How to use subqueries and table expressions in Snowflake
- How-Tos FAQs
- November 22, 2021
In this tutorial, you will learn how to use subqueries and common table expressions in Snowflake. We will also discuss where and when to use each. Lastly, we will touch on some advanced topics.
A good analogy for a subquery or a common table expression is the parentheses in a simple math equation. According to the order of operations in mathematics, anything in parentheses is calculated first and then the resulting output is fed into the rest of the equation.
Subqueries and common table expressions behave the exact same way. They are queries (also noted by parentheses) that are run before the rest of the query, whose result is stored as a temporary table or single column or value and feeds into the rest of the query as part of a FROM or WHERE clause.
Let’s take a look at subqueries and common table expressions in Snowflake.
Subqueries in Snowflake can be defined by wrapping parentheses around a query and putting that query, with the parentheses around it, in a FROM or WHERE statement of the overall query.
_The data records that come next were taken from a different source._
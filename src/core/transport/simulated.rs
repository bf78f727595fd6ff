//! Simulated glitch device
//!
//! Parses host traffic the way the FPGA firmware does and answers an armed
//! trigger with a canned response when the active combo falls inside a hit
//! window. Write faults can be injected to exercise recovery paths.

use super::{Channel, TransportError};
use crate::core::combo::{Combo, ParamRange};
use crate::core::protocol::glitch::{decode_config_packet, decode_mode, ModeFlags, CONFIG_PACKET_LEN};
use async_trait::async_trait;
use bytes::{Bytes, BytesMut};
use std::collections::HashSet;
use std::time::Duration;

/// Throughput reported by the simulator; high enough that pacing is negligible
const SIMULATED_THROUGHPUT: u32 = 1_000_000;

/// Combos for which the simulated target "glitches"
#[derive(Debug, Clone, Copy, PartialEq, Eq)]
pub struct HitPredicate {
    /// Accepted trigger counts
    pub trigger_counts: ParamRange,
    /// Accepted delays
    pub delays: ParamRange,
    /// Accepted durations
    pub durations: ParamRange,
}

impl HitPredicate {
    /// Window over delay and duration, any trigger count
    pub fn window(delays: ParamRange, durations: ParamRange) -> Self {
        Self {
            trigger_counts: ParamRange::new(0, u32::MAX),
            delays,
            durations,
        }
    }

    /// Matches every combo
    pub fn any() -> Self {
        Self::window(ParamRange::new(0, u32::MAX), ParamRange::new(0, u32::MAX))
    }

    /// Whether `combo` lies inside the window
    pub fn matches(&self, combo: &Combo) -> bool {
        let within = |r: &ParamRange, v: u32| (r.start..=r.end).contains(&v);
        within(&self.trigger_counts, combo.trigger_count)
            && within(&self.delays, combo.delay)
            && within(&self.durations, combo.duration)
    }
}

/// Decoded host traffic, in arrival order
#[derive(Debug, Clone, Copy, PartialEq, Eq)]
pub enum WireEvent {
    /// A control byte
    Mode(ModeFlags),
    /// A complete config packet
    Config {
        /// Power flag in the packet header
        power: bool,
        /// Decoded parameters
        combo: Combo,
    },
}

/// In-process stand-in for the glitcher hardware
#[derive(Debug)]
pub struct SimulatedDevice {
    hit: Option<HitPredicate>,
    response: Bytes,
    throughput: u32,
    frame: Vec<u8>,
    active: Option<Combo>,
    inbound: BytesMut,
    events: Vec<WireEvent>,
    writes: usize,
    failing_writes: HashSet<usize>,
}

impl Default for SimulatedDevice {
    fn default() -> Self {
        Self::new()
    }
}

impl SimulatedDevice {
    /// Device that never reports a glitch
    pub fn new() -> Self {
        Self {
            hit: None,
            response: Bytes::from_static(b"GLITCHED\n"),
            throughput: SIMULATED_THROUGHPUT,
            frame: Vec::with_capacity(CONFIG_PACKET_LEN),
            active: None,
            inbound: BytesMut::new(),
            events: Vec::new(),
            writes: 0,
            failing_writes: HashSet::new(),
        }
    }

    /// Answer triggers whose combo matches `hit`
    #[must_use]
    pub fn with_hit(mut self, hit: HitPredicate) -> Self {
        self.hit = Some(hit);
        self
    }

    /// Bytes sent back on a hit
    #[must_use]
    pub fn with_response(mut self, response: &[u8]) -> Self {
        self.response = Bytes::copy_from_slice(response);
        self
    }

    /// Override the reported throughput
    #[must_use]
    pub fn with_throughput(mut self, throughput: u32) -> Self {
        self.throughput = throughput;
        self
    }

    /// Make the `n`-th write call (1-based) fail with an I/O error
    #[must_use]
    pub fn fail_write(mut self, n: usize) -> Self {
        self.failing_writes.insert(n);
        self
    }

    /// Queue bytes as if the target had sent them
    pub fn inject_input(&mut self, data: &[u8]) {
        self.inbound.extend_from_slice(data);
    }

    /// Everything decoded from host traffic so far
    pub fn events(&self) -> &[WireEvent] {
        &self.events
    }

    /// Config packets received so far
    pub fn configs(&self) -> Vec<Combo> {
        self.events
            .iter()
            .filter_map(|e| match e {
                WireEvent::Config { combo, .. } => Some(*combo),
                WireEvent::Mode(_) => None,
            })
            .collect()
    }

    /// The most recent control byte
    pub fn last_mode(&self) -> Option<ModeFlags> {
        self.events.iter().rev().find_map(|e| match e {
            WireEvent::Mode(mode) => Some(*mode),
            WireEvent::Config { .. } => None,
        })
    }

    /// Number of write calls seen, failed ones included
    pub fn write_count(&self) -> usize {
        self.writes
    }

    /// Bytes waiting to be read by the host
    pub fn pending_input(&self) -> usize {
        self.inbound.len()
    }

    fn feed(&mut self, byte: u8) {
        if let Some(mode) = decode_mode(byte) {
            self.frame.clear();
            self.frame.push(byte);
            self.events.push(WireEvent::Mode(mode));
            if mode.trigger {
                self.fire();
            }
            return;
        }

        // Data bytes outside a config frame are dropped by the firmware
        if self.frame.is_empty() {
            return;
        }
        self.frame.push(byte);
        if self.frame.len() == CONFIG_PACKET_LEN {
            if let Some((power, combo)) = decode_config_packet(&self.frame) {
                self.active = Some(combo);
                self.events.push(WireEvent::Config { power, combo });
            }
            self.frame.clear();
        }
    }

    fn fire(&mut self) {
        let hit = match (&self.hit, &self.active) {
            (Some(predicate), Some(combo)) => predicate.matches(combo),
            _ => false,
        };
        if hit {
            let response = self.response.clone();
            self.inbound.extend_from_slice(&response);
        }
    }
}

#[async_trait]
impl Channel for SimulatedDevice {
    async fn write(&mut self, data: &[u8]) -> Result<(), TransportError> {
        self.writes += 1;
        if self.failing_writes.contains(&self.writes) {
            return Err(TransportError::IoError(std::io::Error::new(
                std::io::ErrorKind::BrokenPipe,
                "simulated write fault",
            )));
        }
        for &byte in data {
            self.feed(byte);
        }
        Ok(())
    }

    async fn read(&mut self, max_bytes: usize, _timeout: Duration) -> Result<Bytes, TransportError> {
        let n = max_bytes.min(self.inbound.len());
        Ok(self.inbound.split_to(n).freeze())
    }

    async fn flush(&mut self) -> Result<(), TransportError> {
        Ok(())
    }

    fn throughput(&self) -> u32 {
        self.throughput
    }

    fn connection_info(&self) -> String {
        match &self.hit {
            Some(hit) => format!(
                "simulated device (hits: delay {} duration {})",
                hit.delays, hit.durations
            ),
            None => "simulated device".to_string(),
        }
    }
}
An example of using a WHERE subquery as a filter, using Snowflake Sample Data:
select c_custkey, c_acctbal from tpch_sf1.customer where c_acctbal > (select avg(c_acctbal) from tpch_sf1.customer) order by c_acctbal desc;
The subquery in the overall query above calculates the average account balance of all customers as a single value from the customers table and then that value is used in a WHERE clause. The subquery is in bold below:
where c_acctbal > (select avg(c_acctbal) from tpch_sf1.customer)
In the example above the subquery returns a single value. We can also return several values.
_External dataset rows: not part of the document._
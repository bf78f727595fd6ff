//! Configuration module
//!
//! Handles application settings loaded from TOML

mod settings;

pub use settings::{AppConfig, ConfigError, LoggingConfig, ResultsConfig, SerialSettings};

use directories::ProjectDirs;
use std::path::PathBuf;

/// Get the application configuration directory
pub fn config_dir() -> Option<PathBuf> {
    ProjectDirs::from("com", "glitcher", "Glitcher").map(|dirs| dirs.config_dir().to_path_buf())
}

/// Get the application data directory
pub fn data_dir() -> Option<PathBuf> {
    ProjectDirs::from("com", "glitcher", "Glitcher").map(|dirs| dirs.data_dir().to_path_buf())
}

/// Get the log directory
pub fn log_dir() -> Option<PathBuf> {
    data_dir().map(|d| d.join("logs"))
}

/// Default config file location
pub fn default_config_path() -> Option<PathBuf> {
    config_dir().map(|d| d.join("config.toml"))
}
Another example of using a subquery in a WHERE clause:
select sum(c_acctbal) as total_balance from tpch_sf1.customer where c_custkey IN (select o_custkey from tpch_sf1.orders where o_orderpriority = '1-URGENT');
In the example above the subquery returns all customers that have ever had an urgent order and then we calculate the total balance for all of those customers.
One thing to note: we did not specify distinct customers. This is optional and the result of the overall query will be the same, even if customers had multiple urgent orders.
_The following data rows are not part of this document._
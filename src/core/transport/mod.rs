//! Transport layer for the glitch device link
//!
//! Supports:
//! - Serial ports (USB-Serial adapters wired to the glitcher FPGA)
//! - A simulated device speaking the same wire protocol, for tests and dry runs

mod serial;
mod simulated;

pub use serial::{list_ports, SerialChannel, SerialConfig, DEFAULT_BAUD_RATE};
pub use simulated::{HitPredicate, SimulatedDevice, WireEvent};

use async_trait::async_trait;
use bytes::Bytes;
use std::time::Duration;
use thiserror::Error;

/// Transport error types
#[derive(Error, Debug)]
pub enum TransportError {
    /// Connection failed
    #[error("Connection failed: {0}")]
    ConnectionFailed(String),

    /// Port not found
    #[error("Port not found: {0}")]
    PortNotFound(String),

    /// Permission denied
    #[error("Permission denied: {0}")]
    PermissionDenied(String),

    /// I/O error
    #[error("I/O error: {0}")]
    IoError(#[from] std::io::Error),

    /// Disconnected
    #[error("Disconnected")]
    Disconnected,
}

/// Duplex byte channel to the glitch device.
///
/// Reads are always bounded by both a byte cap and a timeout, so no call
/// blocks indefinitely. Implementations report their nominal throughput so
/// callers can pace writes to what the firmware can consume.
#[async_trait]
pub trait Channel: Send {
    /// Write all bytes to the channel
    async fn write(&mut self, data: &[u8]) -> Result<(), TransportError>;

    /// Read up to `max_bytes`, returning whatever arrived before `timeout` (possibly nothing)
    async fn read(&mut self, max_bytes: usize, timeout: Duration) -> Result<Bytes, TransportError>;

    /// Flush buffered output to the device
    async fn flush(&mut self) -> Result<(), TransportError>;

    /// Nominal throughput in bytes per second
    fn throughput(&self) -> u32;

    /// Get connection info string
    fn connection_info(&self) -> String;
}

/// Time the firmware needs to consume `len` bytes at `throughput` bytes/s.
pub fn pacing_delay(len: usize, throughput: u32) -> Duration {
    if throughput == 0 {
        return Duration::ZERO;
    }
    Duration::from_secs_f64(len as f64 / f64::from(throughput))
}

#[cfg(test)]
mod tests {
    use super::*;

    #[test]
    fn test_pacing_delay() {
        assert_eq!(pacing_delay(7, 2880), Duration::from_secs_f64(7.0 / 2880.0));
        assert_eq!(pacing_delay(0, 2880), Duration::ZERO);
        assert_eq!(pacing_delay(7, 0), Duration::ZERO);
    }
}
In the last example we queried 1 column of values in the subquery and fed that into the overall query. Subqueries can also be used just like tables in a FROM clause to pull entire table results.
An example of using a subquery in a FROM clause:
select c_custkey, c_acctbal, urgent_orders.first_order_date as first_urgent_order, urgent_orders.order_count as urgent_order_count from tpch_sf1.customer join (select o_custkey, min(o_orderdate) as first_order_date, count(*) as order_count from tpch_sf1.orders where o_orderpriority = '1-URGENT' group by 1 ) as urgent_orders on urgent_orders.o_custkey = customer.c_custkey;
The subquery example above queries a customer id, calculates the first urgent order date for every customer and counts the total number of urgent orders. The result of that query is used in the FROM clause as a table and joined to the customer table where we can get the customer’s account balance.
In this last example, the SQL code works perfectly fine, but it does become a little hard to read. And if we had a more complicated subquery, it would be hard to see what the overall query is doing as the subquery is nested within the middle of the overall query.
That’s where common table expressions come in handy.
Common Table Expression (CTE)
A subquery and a CTE have different syntax in SQL code, but for most use cases behave the exact same way. A CTE uses a WITH clause at the beginning of your SQL script to define and name the cte, which can then be used as just like a temporary view or table later on in the script.
Let’s rewrite our last subquery example as a CTE:
with urgent_orders as ( select o_custkey, min(o_orderdate) as first_order_date, count(*) as order_count from tpch_sf1.orders where o_orderpriority = '1-URGENT' group by 1 ) select c_custkey, c_acctbal, urgent_orders.first_order_date as first_urgent_order, urgent_orders.order_count as urgent_order_count from tpch_sf1.customer join urgent_orders on urgent_orders.o_custkey = customer.c_custkey;
This query returns the same result as the previous example, but now the urgent orders subquery is split out on it’s own up top and referenced in the from clause in the overall query below. This makes the code much more readable and easier to walk through the code in the order that it will be executed.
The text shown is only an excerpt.